■ **Records provided**:
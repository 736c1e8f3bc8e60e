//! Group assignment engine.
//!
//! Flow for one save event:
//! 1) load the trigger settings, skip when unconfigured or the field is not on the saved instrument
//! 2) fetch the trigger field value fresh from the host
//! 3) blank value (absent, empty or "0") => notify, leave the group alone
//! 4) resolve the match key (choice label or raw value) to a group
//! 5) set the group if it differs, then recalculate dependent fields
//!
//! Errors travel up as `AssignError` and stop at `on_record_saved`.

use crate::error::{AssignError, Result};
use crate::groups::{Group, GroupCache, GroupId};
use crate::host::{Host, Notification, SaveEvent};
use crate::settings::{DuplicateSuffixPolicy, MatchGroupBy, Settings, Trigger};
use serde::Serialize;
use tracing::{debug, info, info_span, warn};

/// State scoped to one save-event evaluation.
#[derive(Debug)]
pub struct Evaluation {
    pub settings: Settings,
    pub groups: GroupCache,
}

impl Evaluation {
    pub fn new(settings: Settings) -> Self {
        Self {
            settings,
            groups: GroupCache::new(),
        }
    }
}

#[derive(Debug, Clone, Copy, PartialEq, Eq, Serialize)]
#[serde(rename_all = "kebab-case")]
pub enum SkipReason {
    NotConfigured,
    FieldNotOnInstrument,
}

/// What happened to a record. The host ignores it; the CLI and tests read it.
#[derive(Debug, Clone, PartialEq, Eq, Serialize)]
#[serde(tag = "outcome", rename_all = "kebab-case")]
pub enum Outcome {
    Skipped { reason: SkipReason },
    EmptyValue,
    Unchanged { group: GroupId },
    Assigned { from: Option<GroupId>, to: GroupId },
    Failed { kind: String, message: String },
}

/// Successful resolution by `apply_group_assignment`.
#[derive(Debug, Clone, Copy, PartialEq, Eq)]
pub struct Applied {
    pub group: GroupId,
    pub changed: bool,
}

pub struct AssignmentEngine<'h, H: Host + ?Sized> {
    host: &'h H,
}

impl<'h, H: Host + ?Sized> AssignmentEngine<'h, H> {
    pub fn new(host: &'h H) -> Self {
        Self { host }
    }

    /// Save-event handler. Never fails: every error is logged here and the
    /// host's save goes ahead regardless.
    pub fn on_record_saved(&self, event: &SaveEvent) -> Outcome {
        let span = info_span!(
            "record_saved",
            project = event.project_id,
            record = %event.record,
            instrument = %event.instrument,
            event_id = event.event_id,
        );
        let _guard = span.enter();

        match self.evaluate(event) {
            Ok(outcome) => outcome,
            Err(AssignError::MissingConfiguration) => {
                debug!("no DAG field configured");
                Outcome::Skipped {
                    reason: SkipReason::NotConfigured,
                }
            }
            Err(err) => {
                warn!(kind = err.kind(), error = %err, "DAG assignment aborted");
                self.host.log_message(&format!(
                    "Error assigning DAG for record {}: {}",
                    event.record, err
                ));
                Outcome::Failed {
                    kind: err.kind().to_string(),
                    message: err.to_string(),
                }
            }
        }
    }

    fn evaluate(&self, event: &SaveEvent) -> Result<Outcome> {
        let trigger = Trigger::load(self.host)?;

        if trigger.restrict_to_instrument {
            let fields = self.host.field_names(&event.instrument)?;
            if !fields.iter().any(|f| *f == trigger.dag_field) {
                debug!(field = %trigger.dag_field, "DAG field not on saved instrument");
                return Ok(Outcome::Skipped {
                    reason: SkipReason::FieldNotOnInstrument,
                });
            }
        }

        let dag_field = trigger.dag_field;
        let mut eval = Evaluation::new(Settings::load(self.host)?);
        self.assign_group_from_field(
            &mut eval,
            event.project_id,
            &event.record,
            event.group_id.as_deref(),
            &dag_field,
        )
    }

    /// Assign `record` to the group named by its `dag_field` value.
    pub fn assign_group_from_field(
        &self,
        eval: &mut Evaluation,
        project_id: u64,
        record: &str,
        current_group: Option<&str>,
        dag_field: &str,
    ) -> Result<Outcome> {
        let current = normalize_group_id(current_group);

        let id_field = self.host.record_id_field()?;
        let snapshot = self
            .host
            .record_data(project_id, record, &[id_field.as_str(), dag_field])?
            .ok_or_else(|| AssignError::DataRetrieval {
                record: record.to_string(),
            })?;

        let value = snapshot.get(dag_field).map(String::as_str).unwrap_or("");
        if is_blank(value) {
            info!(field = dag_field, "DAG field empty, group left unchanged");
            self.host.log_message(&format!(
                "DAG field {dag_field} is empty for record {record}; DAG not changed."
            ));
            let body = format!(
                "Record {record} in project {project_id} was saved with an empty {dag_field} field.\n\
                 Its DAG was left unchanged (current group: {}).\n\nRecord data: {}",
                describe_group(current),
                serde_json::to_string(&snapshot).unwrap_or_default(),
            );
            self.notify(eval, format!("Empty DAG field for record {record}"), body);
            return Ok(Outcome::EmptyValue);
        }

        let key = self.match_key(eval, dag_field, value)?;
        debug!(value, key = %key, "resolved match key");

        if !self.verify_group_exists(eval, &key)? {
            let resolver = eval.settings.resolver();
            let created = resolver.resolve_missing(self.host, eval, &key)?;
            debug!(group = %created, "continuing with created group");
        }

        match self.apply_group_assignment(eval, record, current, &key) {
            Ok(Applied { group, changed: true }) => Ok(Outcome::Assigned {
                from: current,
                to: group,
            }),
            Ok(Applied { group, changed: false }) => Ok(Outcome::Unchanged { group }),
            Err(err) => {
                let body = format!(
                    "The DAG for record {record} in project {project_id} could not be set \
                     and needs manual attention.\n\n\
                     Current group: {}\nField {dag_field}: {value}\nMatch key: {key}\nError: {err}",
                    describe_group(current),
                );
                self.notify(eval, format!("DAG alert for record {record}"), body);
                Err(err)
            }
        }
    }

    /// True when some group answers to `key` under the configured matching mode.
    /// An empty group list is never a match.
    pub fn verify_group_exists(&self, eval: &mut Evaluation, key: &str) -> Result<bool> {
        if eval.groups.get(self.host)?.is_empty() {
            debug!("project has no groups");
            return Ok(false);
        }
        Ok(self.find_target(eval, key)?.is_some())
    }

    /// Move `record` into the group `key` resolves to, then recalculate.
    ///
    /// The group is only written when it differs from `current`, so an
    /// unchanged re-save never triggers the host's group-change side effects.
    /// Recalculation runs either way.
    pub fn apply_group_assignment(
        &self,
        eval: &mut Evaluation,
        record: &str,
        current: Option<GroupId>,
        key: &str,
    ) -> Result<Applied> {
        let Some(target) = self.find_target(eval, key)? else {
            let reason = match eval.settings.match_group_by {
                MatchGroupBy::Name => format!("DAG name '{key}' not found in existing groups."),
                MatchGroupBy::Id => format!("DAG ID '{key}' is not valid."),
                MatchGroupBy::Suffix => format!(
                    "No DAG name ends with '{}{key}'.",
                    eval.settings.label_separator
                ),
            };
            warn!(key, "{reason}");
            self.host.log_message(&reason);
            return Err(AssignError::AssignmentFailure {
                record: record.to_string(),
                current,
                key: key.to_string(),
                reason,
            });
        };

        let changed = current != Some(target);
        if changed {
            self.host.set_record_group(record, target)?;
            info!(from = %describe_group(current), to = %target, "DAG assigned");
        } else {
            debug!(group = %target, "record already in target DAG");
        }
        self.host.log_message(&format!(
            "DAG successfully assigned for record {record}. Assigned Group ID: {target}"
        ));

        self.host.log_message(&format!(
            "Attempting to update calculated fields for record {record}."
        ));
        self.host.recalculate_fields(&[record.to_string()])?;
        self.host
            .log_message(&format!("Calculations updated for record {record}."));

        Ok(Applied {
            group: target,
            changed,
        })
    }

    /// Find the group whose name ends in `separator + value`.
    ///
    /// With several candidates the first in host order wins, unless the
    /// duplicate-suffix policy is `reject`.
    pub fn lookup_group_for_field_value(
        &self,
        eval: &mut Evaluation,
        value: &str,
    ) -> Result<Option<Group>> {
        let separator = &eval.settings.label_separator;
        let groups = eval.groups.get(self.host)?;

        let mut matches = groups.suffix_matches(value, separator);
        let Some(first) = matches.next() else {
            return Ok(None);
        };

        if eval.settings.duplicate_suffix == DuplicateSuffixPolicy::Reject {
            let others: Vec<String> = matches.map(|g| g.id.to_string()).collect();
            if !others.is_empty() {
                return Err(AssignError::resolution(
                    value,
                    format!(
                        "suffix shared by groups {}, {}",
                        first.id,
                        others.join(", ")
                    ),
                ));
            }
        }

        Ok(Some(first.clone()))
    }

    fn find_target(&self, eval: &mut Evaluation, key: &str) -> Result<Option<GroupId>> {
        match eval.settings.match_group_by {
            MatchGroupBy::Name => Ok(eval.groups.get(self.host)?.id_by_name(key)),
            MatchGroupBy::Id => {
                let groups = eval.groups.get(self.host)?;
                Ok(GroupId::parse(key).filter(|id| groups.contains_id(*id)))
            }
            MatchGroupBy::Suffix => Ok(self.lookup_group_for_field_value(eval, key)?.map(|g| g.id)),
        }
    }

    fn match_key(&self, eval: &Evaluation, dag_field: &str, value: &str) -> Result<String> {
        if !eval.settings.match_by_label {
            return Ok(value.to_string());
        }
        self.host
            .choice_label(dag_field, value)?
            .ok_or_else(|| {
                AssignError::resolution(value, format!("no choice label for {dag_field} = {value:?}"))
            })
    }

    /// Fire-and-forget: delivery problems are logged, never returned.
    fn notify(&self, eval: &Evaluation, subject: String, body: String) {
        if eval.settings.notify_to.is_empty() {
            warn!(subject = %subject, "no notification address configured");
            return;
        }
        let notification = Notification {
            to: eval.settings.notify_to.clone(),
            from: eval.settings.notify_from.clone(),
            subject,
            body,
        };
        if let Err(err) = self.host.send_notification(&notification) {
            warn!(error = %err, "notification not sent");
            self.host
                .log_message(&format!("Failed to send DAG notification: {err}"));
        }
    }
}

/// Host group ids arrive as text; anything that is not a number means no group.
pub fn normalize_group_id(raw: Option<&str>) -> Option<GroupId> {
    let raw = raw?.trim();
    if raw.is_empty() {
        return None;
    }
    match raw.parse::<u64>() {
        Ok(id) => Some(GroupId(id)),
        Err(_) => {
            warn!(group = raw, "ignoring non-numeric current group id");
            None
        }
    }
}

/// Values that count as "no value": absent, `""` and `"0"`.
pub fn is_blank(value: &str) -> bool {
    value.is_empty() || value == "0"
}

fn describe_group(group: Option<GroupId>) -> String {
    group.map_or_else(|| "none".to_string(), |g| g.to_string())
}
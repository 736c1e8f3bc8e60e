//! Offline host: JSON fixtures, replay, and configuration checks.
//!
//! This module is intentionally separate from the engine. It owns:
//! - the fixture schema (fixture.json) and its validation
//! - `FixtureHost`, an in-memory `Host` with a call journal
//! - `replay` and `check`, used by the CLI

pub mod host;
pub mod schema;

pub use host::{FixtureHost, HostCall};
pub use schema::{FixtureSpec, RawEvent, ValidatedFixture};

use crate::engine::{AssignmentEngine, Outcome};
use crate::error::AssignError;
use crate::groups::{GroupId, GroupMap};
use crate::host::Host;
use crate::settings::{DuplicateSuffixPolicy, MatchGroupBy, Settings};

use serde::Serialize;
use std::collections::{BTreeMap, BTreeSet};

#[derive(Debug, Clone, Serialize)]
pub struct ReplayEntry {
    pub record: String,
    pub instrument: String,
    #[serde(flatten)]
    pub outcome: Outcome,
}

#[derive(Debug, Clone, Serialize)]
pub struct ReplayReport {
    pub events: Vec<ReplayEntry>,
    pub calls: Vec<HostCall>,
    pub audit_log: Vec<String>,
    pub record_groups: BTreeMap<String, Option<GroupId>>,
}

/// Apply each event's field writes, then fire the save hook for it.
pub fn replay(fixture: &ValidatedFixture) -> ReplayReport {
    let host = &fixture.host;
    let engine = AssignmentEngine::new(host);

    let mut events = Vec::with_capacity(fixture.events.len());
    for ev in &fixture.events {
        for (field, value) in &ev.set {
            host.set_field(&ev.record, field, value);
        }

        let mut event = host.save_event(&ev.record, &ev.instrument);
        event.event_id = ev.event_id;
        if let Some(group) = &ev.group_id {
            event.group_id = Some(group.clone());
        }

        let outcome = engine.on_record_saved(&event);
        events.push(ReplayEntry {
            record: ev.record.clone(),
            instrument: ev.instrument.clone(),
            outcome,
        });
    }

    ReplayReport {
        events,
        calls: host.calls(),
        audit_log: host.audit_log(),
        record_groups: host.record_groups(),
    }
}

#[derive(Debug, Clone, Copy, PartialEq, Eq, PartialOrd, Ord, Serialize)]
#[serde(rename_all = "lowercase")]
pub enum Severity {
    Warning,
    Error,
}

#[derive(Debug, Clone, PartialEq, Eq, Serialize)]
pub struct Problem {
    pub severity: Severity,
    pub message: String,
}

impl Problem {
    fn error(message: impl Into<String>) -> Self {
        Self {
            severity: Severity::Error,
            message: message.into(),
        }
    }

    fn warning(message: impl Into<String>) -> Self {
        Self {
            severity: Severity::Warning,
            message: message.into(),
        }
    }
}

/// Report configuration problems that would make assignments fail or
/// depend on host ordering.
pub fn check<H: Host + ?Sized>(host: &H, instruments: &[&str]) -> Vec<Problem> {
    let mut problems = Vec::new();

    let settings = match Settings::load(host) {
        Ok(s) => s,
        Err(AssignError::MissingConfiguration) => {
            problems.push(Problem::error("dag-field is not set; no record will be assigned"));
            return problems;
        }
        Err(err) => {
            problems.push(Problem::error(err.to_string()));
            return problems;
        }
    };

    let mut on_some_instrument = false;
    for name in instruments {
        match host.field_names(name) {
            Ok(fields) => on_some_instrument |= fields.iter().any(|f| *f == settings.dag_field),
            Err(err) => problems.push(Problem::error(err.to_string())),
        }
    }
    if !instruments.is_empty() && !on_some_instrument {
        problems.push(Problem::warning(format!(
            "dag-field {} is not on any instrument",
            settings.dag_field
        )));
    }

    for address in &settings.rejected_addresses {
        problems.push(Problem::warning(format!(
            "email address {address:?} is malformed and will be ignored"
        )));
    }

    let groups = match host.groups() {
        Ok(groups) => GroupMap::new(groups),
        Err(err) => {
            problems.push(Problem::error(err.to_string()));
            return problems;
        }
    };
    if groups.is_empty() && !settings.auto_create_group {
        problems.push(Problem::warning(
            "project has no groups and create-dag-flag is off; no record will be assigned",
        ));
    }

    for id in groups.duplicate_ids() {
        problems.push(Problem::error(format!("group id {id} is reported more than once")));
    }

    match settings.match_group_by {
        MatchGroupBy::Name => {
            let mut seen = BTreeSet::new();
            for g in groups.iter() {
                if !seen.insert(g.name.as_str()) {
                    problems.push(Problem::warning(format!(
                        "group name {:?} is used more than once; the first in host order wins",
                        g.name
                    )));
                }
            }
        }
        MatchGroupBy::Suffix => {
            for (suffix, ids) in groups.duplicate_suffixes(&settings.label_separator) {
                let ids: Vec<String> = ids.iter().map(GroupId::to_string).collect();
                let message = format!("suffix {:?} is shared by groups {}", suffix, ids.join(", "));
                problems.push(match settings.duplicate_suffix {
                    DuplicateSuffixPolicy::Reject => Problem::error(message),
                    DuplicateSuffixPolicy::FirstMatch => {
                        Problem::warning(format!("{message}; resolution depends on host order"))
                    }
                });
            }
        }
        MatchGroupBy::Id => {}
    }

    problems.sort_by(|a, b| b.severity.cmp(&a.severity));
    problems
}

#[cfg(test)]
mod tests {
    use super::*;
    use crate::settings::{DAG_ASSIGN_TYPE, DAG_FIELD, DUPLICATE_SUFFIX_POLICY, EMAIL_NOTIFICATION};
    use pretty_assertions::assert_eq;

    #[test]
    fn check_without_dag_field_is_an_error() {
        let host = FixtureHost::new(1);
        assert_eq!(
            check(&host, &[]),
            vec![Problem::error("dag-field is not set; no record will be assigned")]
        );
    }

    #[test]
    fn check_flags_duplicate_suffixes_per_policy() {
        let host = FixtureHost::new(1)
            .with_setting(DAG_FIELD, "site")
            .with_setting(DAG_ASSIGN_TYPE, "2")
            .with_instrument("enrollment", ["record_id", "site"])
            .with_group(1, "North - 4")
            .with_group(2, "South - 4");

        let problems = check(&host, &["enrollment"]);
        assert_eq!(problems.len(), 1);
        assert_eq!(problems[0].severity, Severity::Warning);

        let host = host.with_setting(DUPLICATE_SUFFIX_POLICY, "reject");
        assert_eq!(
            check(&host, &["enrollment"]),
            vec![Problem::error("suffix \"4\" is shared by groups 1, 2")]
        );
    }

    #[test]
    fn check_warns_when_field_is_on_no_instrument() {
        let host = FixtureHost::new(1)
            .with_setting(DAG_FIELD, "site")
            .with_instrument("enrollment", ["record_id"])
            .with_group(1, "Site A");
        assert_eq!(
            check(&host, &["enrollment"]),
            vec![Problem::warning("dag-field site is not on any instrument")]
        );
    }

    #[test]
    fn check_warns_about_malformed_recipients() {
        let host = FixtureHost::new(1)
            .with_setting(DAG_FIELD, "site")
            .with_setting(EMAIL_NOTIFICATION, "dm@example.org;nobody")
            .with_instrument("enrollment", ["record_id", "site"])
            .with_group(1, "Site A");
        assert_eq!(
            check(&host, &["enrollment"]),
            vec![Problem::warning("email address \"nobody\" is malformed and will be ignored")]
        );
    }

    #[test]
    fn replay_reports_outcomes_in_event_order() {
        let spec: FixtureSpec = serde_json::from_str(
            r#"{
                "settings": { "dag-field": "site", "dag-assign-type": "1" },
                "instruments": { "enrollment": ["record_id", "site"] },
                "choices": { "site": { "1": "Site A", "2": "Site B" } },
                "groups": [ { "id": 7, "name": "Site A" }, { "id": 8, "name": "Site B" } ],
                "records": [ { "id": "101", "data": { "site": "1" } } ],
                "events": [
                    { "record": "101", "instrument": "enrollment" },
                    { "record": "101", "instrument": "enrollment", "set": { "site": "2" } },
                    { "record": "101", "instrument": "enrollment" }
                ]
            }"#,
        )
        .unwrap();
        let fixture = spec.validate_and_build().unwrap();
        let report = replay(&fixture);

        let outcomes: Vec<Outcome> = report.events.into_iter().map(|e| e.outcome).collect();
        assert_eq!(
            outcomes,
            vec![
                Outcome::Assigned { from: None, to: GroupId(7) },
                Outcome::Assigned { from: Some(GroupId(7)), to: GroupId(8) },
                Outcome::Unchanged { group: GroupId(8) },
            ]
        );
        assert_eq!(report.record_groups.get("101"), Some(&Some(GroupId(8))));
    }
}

■ **Task statement**: Using the entries, return every line where the word "instruments" can be found.

■ **Task response**:
pub fn check<H: Host + ?Sized>(host: &H, instruments: &[&str]) -> Vec<Problem> {
    for name in instruments {
    if !instruments.is_empty() && !on_some_instrument {
                "instruments": { "enrollment": ["record_id", "site"] },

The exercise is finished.